__EXERCISE DETAILS__
Go through the records and report each line in which the word "handlers" occurs.

Data records
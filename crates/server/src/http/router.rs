use std::path::PathBuf;
use std::time::Duration;

use axum::{
    handler::HandlerWithoutStateExt,
    http::{HeaderValue, Method, StatusCode},
    response::Html,
    routing::{delete, get, patch, post},
    Router,
};
use tower_http::{
    cors::{AllowOrigin, Any, CorsLayer},
    services::{ServeDir, ServeFile},
    timeout::TimeoutLayer,
    trace::TraceLayer,
};

use super::handlers::{admin, comments, misc, prayers, testimonials};
use crate::state::AppState;

const REQUEST_TIMEOUT: Duration = Duration::from_secs(30);

const PAGE_404: &str = r#"<!DOCTYPE html>
<html>
<head><title>404 - Page not found</title></head>
<body>
  <h1>404 - Page not found</h1>
  <p>The page you are looking for does not exist. <a href="/">Back home</a></p>
</body>
</html>"#;

pub fn build_router(state: AppState, allowed_origins: &str, public_dir: &str) -> Router {
    // The browser only sends Origin on cross-origin requests, so
    // non-browser clients pass through untouched either way.
    let methods = [Method::GET, Method::POST, Method::DELETE, Method::PATCH];
    let cors = if allowed_origins == "*" {
        CorsLayer::new()
            .allow_methods(methods)
            .allow_origin(Any)
            .allow_headers(Any)
    } else {
        let needles: Vec<String> = allowed_origins
            .split(',')
            .map(|s| s.trim().to_string())
            .filter(|s| !s.is_empty())
            .collect();

        if needles.is_empty() {
            tracing::warn!("CORS config is invalid or empty, falling back to allow ANY.");
            CorsLayer::new()
                .allow_methods(methods)
                .allow_origin(Any)
                .allow_headers(Any)
        } else {
            tracing::info!("CORS enabled for origins matching: {:?}", needles);
            let predicate = AllowOrigin::predicate(move |origin: &HeaderValue, _| {
                origin
                    .to_str()
                    .map(|o| needles.iter().any(|n| o.contains(n.as_str())))
                    .unwrap_or(false)
            });
            CorsLayer::new()
                .allow_methods(methods)
                .allow_origin(predicate)
                .allow_headers(Any)
        }
    };

    let public = PathBuf::from(public_dir);
    let static_site = ServeDir::new(&public).not_found_service(not_found_page.into_service());

    Router::new()
        .route(
            "/api/comments/:id",
            get(comments::list_for_post)
                .post(comments::create_for_post)
                .delete(comments::delete_comment),
        )
        .route(
            "/api/prayers",
            get(prayers::list_prayers).post(prayers::create_prayer),
        )
        .route("/api/prayers/:id", delete(prayers::delete_prayer))
        .route("/api/prayers/:id/heart", post(prayers::heart_prayer))
        .route(
            "/api/prayers/:id/comments",
            get(prayers::list_prayer_comments).post(prayers::create_prayer_comment),
        )
        .route(
            "/api/testimonials",
            get(testimonials::list_testimonials).post(testimonials::create_testimonial),
        )
        .route("/api/testimonials/status", get(testimonials::window_status))
        .route(
            "/api/testimonials/:id",
            delete(testimonials::delete_testimonial),
        )
        .route(
            "/api/testimonials/:id/approve",
            post(testimonials::approve_testimonial),
        )
        .route("/api/admin/comments", get(admin::list_all_comments))
        .route(
            "/api/admin/comments/:id/status",
            patch(admin::set_comment_status),
        )
        .route("/api/stats", get(misc::stats))
        .route("/api/health", get(misc::health))
        // pretty URLs for the static pages
        .route_service(
            "/prayer-wall",
            ServeFile::new(public.join("prayer-wall.html")),
        )
        .route_service(
            "/testimonials",
            ServeFile::new(public.join("testimonials.html")),
        )
        .route_service("/blog", ServeFile::new(public.join("blog.html")))
        .fallback_service(static_site)
        .layer(TraceLayer::new_for_http())
        .layer(TimeoutLayer::new(REQUEST_TIMEOUT))
        .layer(cors)
        .with_state(state)
}

async fn not_found_page() -> (StatusCode, Html<&'static str>) {
    (StatusCode::NOT_FOUND, Html(PAGE_404))
}
use axum::{
    extract::{Path, State},
    http::{HeaderMap, StatusCode},
    Json,
};
use serde::Deserialize;
use serde_json::{json, Value};

use domain::{Comment, Error, NewComment, ParentKind};

use crate::http::error::ApiError;
use crate::http::handlers::client_key;
use crate::state::AppState;

#[derive(Deserialize)]
pub struct CreateCommentRequest {
    pub name: Option<String>,
    pub email: Option<String>,
    pub content: Option<String>,
}

pub async fn list_for_post(
    State(state): State<AppState>,
    Path(post_id): Path<String>,
) -> Result<Json<Vec<Comment>>, ApiError> {
    let comments = state
        .store
        .list_comments(Some((ParentKind::Post, post_id.as_str())))
        .await?;
    Ok(Json(comments))
}

pub async fn create_for_post(
    State(state): State<AppState>,
    Path(post_id): Path<String>,
    headers: HeaderMap,
    Json(payload): Json<CreateCommentRequest>,
) -> Result<(StatusCode, Json<Comment>), ApiError> {
    if !state.rate.check(&client_key(&headers)) {
        return Err(Error::RateLimited.into());
    }

    let new = NewComment::new(
        payload.name,
        payload.email,
        payload.content.unwrap_or_default(),
        true,
    )?;
    let comment = state
        .store
        .create_comment(ParentKind::Post, &post_id, new)
        .await?;
    Ok((StatusCode::CREATED, Json(comment)))
}

pub async fn delete_comment(
    State(state): State<AppState>,
    Path(id): Path<String>,
) -> Result<Json<Value>, ApiError> {
    state.store.delete_comment(&id).await?;
    Ok(Json(json!({ "success": true })))
}
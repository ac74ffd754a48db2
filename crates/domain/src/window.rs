//! Testimonial submission window.
//!
//! The window opens Tuesday at 12:00:00 local time and closes at the end
//! of Friday (23:59:59). The historical predicate carried redundant
//! hour-bound clauses that made all of Tuesday look open; the documented
//! intent (Tuesday noon onward) is what we implement, in both the gate
//! and the next-window calculator.
//!
//! Both functions are pure over an injected wall-clock value so handlers
//! stay testable; nothing in here reads the global clock.

use chrono::{Datelike, NaiveDateTime, NaiveTime, Timelike, Weekday};

const OPENING_HOUR: u32 = 12;

/// Whether testimonial submissions are accepted at `now`.
pub fn is_open(now: NaiveDateTime) -> bool {
    match now.weekday() {
        Weekday::Tue => now.hour() >= OPENING_HOUR,
        Weekday::Wed | Weekday::Thu | Weekday::Fri => true,
        _ => false,
    }
}

/// Start of the next submission window strictly after `now`, regardless
/// of whether the window is currently open.
pub fn next_open_time(now: NaiveDateTime) -> NaiveDateTime {
    let opening = NaiveTime::from_hms_opt(OPENING_HOUR, 0, 0).expect("valid opening time");

    let mut date = now.date();
    if date.weekday() != Weekday::Tue || now.time() >= opening {
        loop {
            date = date.succ_opt().expect("date within chrono range");
            if date.weekday() == Weekday::Tue {
                break;
            }
        }
    }
    date.and_time(opening)
}
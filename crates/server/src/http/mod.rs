pub mod error;
pub mod handlers;
pub mod router;
use chrono::NaiveDateTime;
use serde::{Deserialize, Serialize};
use std::fmt;
use std::str::FromStr;

use crate::Error;

/// Sentinel display name stored at write time when a submitter opts out.
pub const ANONYMOUS_NAME: &str = "Anonymous";

pub const MAX_COMMENT_LEN: usize = 2000;
pub const MAX_REQUEST_LEN: usize = 2000;
pub const MAX_TESTIMONY_LEN: usize = 1000;

/// What a comment hangs off of: a blog post slug or a prayer id.
#[derive(Debug, Clone, Copy, PartialEq, Eq, Serialize, Deserialize)]
#[serde(rename_all = "lowercase")]
pub enum ParentKind {
    Post,
    Prayer,
}

impl ParentKind {
    pub fn as_str(&self) -> &'static str {
        match self {
            ParentKind::Post => "post",
            ParentKind::Prayer => "prayer",
        }
    }
}

#[derive(Debug, Clone, Copy, PartialEq, Eq, Serialize, Deserialize)]
#[serde(rename_all = "lowercase")]
pub enum ModerationStatus {
    Approved,
    Pending,
    Rejected,
}

impl ModerationStatus {
    pub fn as_str(&self) -> &'static str {
        match self {
            ModerationStatus::Approved => "approved",
            ModerationStatus::Pending => "pending",
            ModerationStatus::Rejected => "rejected",
        }
    }
}

impl FromStr for ModerationStatus {
    type Err = Error;

    fn from_str(s: &str) -> Result<Self, Error> {
        match s {
            "approved" => Ok(ModerationStatus::Approved),
            "pending" => Ok(ModerationStatus::Pending),
            "rejected" => Ok(ModerationStatus::Rejected),
            other => Err(Error::InvalidStatus(other.to_string())),
        }
    }
}

impl fmt::Display for ModerationStatus {
    fn fmt(&self, f: &mut fmt::Formatter<'_>) -> fmt::Result {
        f.write_str(self.as_str())
    }
}

#[derive(Debug, Clone, Serialize, Deserialize)]
#[serde(rename_all = "camelCase")]
pub struct Comment {
    pub id: String,
    pub parent_kind: ParentKind,
    pub parent_id: String,
    pub name: String,
    pub email: Option<String>,
    pub content: String,
    pub status: ModerationStatus,
    pub created_at: NaiveDateTime,
}

#[derive(Debug, Clone, Serialize, Deserialize)]
#[serde(rename_all = "camelCase")]
pub struct Prayer {
    pub id: String,
    pub name: String,
    pub request: String,
    pub hearts: i64,
    pub anonymous: bool,
    pub created_at: NaiveDateTime,
}

#[derive(Debug, Clone, Serialize, Deserialize)]
#[serde(rename_all = "camelCase")]
pub struct Testimonial {
    pub id: String,
    pub name: String,
    pub testimony: String,
    pub anonymous: bool,
    pub approved: bool,
    pub created_at: NaiveDateTime,
    pub approved_at: Option<NaiveDateTime>,
}

#[derive(Debug, Clone, Copy, Serialize)]
#[serde(rename_all = "camelCase")]
pub struct Stats {
    pub total_prayers: i64,
    pub total_hearts: i64,
    pub total_comments: i64,
}

/// Validated comment input. `require_name` distinguishes blog comments
/// (name mandatory) from nested prayer comments (falls back to the
/// anonymous sentinel).
#[derive(Debug, Clone)]
pub struct NewComment {
    pub name: String,
    pub email: Option<String>,
    pub content: String,
}

impl NewComment {
    pub fn new(
        name: Option<String>,
        email: Option<String>,
        content: String,
        require_name: bool,
    ) -> Result<Self, Error> {
        let content = content.trim().to_string();
        if content.is_empty() {
            return Err(Error::validation("Comment content required"));
        }
        if content.chars().count() > MAX_COMMENT_LEN {
            return Err(Error::validation(format!(
                "Comment is too long (max {} characters)",
                MAX_COMMENT_LEN
            )));
        }

        let name = name.map(|n| n.trim().to_string()).unwrap_or_default();
        let name = if name.is_empty() {
            if require_name {
                return Err(Error::validation("Name required"));
            }
            ANONYMOUS_NAME.to_string()
        } else {
            name
        };

        let email = email
            .map(|e| e.trim().to_string())
            .filter(|e| !e.is_empty());

        Ok(Self {
            name,
            email,
            content,
        })
    }
}

#[derive(Debug, Clone)]
pub struct NewPrayer {
    pub name: String,
    pub request: String,
    pub anonymous: bool,
}

impl NewPrayer {
    pub fn new(name: Option<String>, request: String, anonymous: bool) -> Result<Self, Error> {
        let request = request.trim().to_string();
        if request.is_empty() {
            return Err(Error::validation("Prayer request required"));
        }
        if request.chars().count() > MAX_REQUEST_LEN {
            return Err(Error::validation(format!(
                "Prayer request is too long (max {} characters)",
                MAX_REQUEST_LEN
            )));
        }

        let name = name.map(|n| n.trim().to_string()).unwrap_or_default();
        let name = if anonymous || name.is_empty() {
            ANONYMOUS_NAME.to_string()
        } else {
            name
        };

        Ok(Self {
            name,
            request,
            anonymous,
        })
    }
}

#[derive(Debug, Clone)]
pub struct NewTestimonial {
    pub name: String,
    pub testimony: String,
    pub anonymous: bool,
}

impl NewTestimonial {
    pub fn new(name: Option<String>, testimony: String, anonymous: bool) -> Result<Self, Error> {
        let testimony = testimony.trim().to_string();
        if testimony.is_empty() {
            return Err(Error::validation("Testimony content required"));
        }
        if testimony.chars().count() > MAX_TESTIMONY_LEN {
            return Err(Error::validation(format!(
                "Testimony is too long (max {} characters)",
                MAX_TESTIMONY_LEN
            )));
        }

        let name = if anonymous {
            ANONYMOUS_NAME.to_string()
        } else {
            let name = name.map(|n| n.trim().to_string()).unwrap_or_default();
            if name.is_empty() {
                return Err(Error::validation(
                    "Name required for non-anonymous testimonials",
                ));
            }
            name
        };

        Ok(Self {
            name,
            testimony,
            anonymous,
        })
    }
}

#[cfg(test)]
mod tests {
    use super::*;

    #[test]
    fn comment_content_is_trimmed_and_required() {
        let err = NewComment::new(Some("Sam".into()), None, "   \n ".into(), true);
        assert!(matches!(err, Err(Error::Validation(_))));

        let ok = NewComment::new(Some(" Sam ".into()), None, "  Amen  ".into(), true).unwrap();
        assert_eq!(ok.name, "Sam");
        assert_eq!(ok.content, "Amen");
    }

    #[test]
    fn comment_name_falls_back_to_anonymous_when_optional() {
        let ok = NewComment::new(None, None, "Praying for you".into(), false).unwrap();
        assert_eq!(ok.name, ANONYMOUS_NAME);

        let err = NewComment::new(None, None, "hello".into(), true);
        assert!(matches!(err, Err(Error::Validation(_))));
    }

    #[test]
    fn blank_email_is_dropped() {
        let ok = NewComment::new(Some("Sam".into()), Some("  ".into()), "hi".into(), true).unwrap();
        assert!(ok.email.is_none());
    }

    #[test]
    fn prayer_request_must_be_non_empty() {
        let err = NewPrayer::new(Some("Sam".into()), "".into(), false);
        assert!(matches!(err, Err(Error::Validation(_))));
    }

    #[test]
    fn anonymous_prayer_overwrites_name_at_write_time() {
        let p = NewPrayer::new(Some("Sam".into()), "Pray for healing".into(), true).unwrap();
        assert_eq!(p.name, ANONYMOUS_NAME);

        let p = NewPrayer::new(None, "Pray for healing".into(), false).unwrap();
        assert_eq!(p.name, ANONYMOUS_NAME);
    }

    #[test]
    fn empty_testimony_uses_exact_client_message() {
        let err = NewTestimonial::new(None, "  ".into(), true).unwrap_err();
        assert_eq!(err.to_string(), "Testimony content required");
    }

    #[test]
    fn testimony_length_is_bounded() {
        let long = "x".repeat(MAX_TESTIMONY_LEN + 1);
        let err = NewTestimonial::new(None, long, true);
        assert!(matches!(err, Err(Error::Validation(_))));

        let exact = "x".repeat(MAX_TESTIMONY_LEN);
        assert!(NewTestimonial::new(None, exact, true).is_ok());
    }

    #[test]
    fn non_anonymous_testimonial_requires_name() {
        let err = NewTestimonial::new(Some("  ".into()), "God is good".into(), false);
        assert!(matches!(err, Err(Error::Validation(_))));

        let ok = NewTestimonial::new(Some("Sam".into()), "God is good".into(), false).unwrap();
        assert_eq!(ok.name, "Sam");
    }

    #[test]
    fn invalid_status_is_rejected() {
        assert!(matches!(
            "deleted".parse::<ModerationStatus>(),
            Err(Error::InvalidStatus(_))
        ));
        assert_eq!(
            "rejected".parse::<ModerationStatus>().unwrap(),
            ModerationStatus::Rejected
        );
    }
}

__COMPLETED TASK__
use super::handlers::{admin, comments, misc, prayers, testimonials};
use crate::http::handlers::client_key;
//! Both functions are pure over an injected wall-clock value so handlers
pub mod handlers;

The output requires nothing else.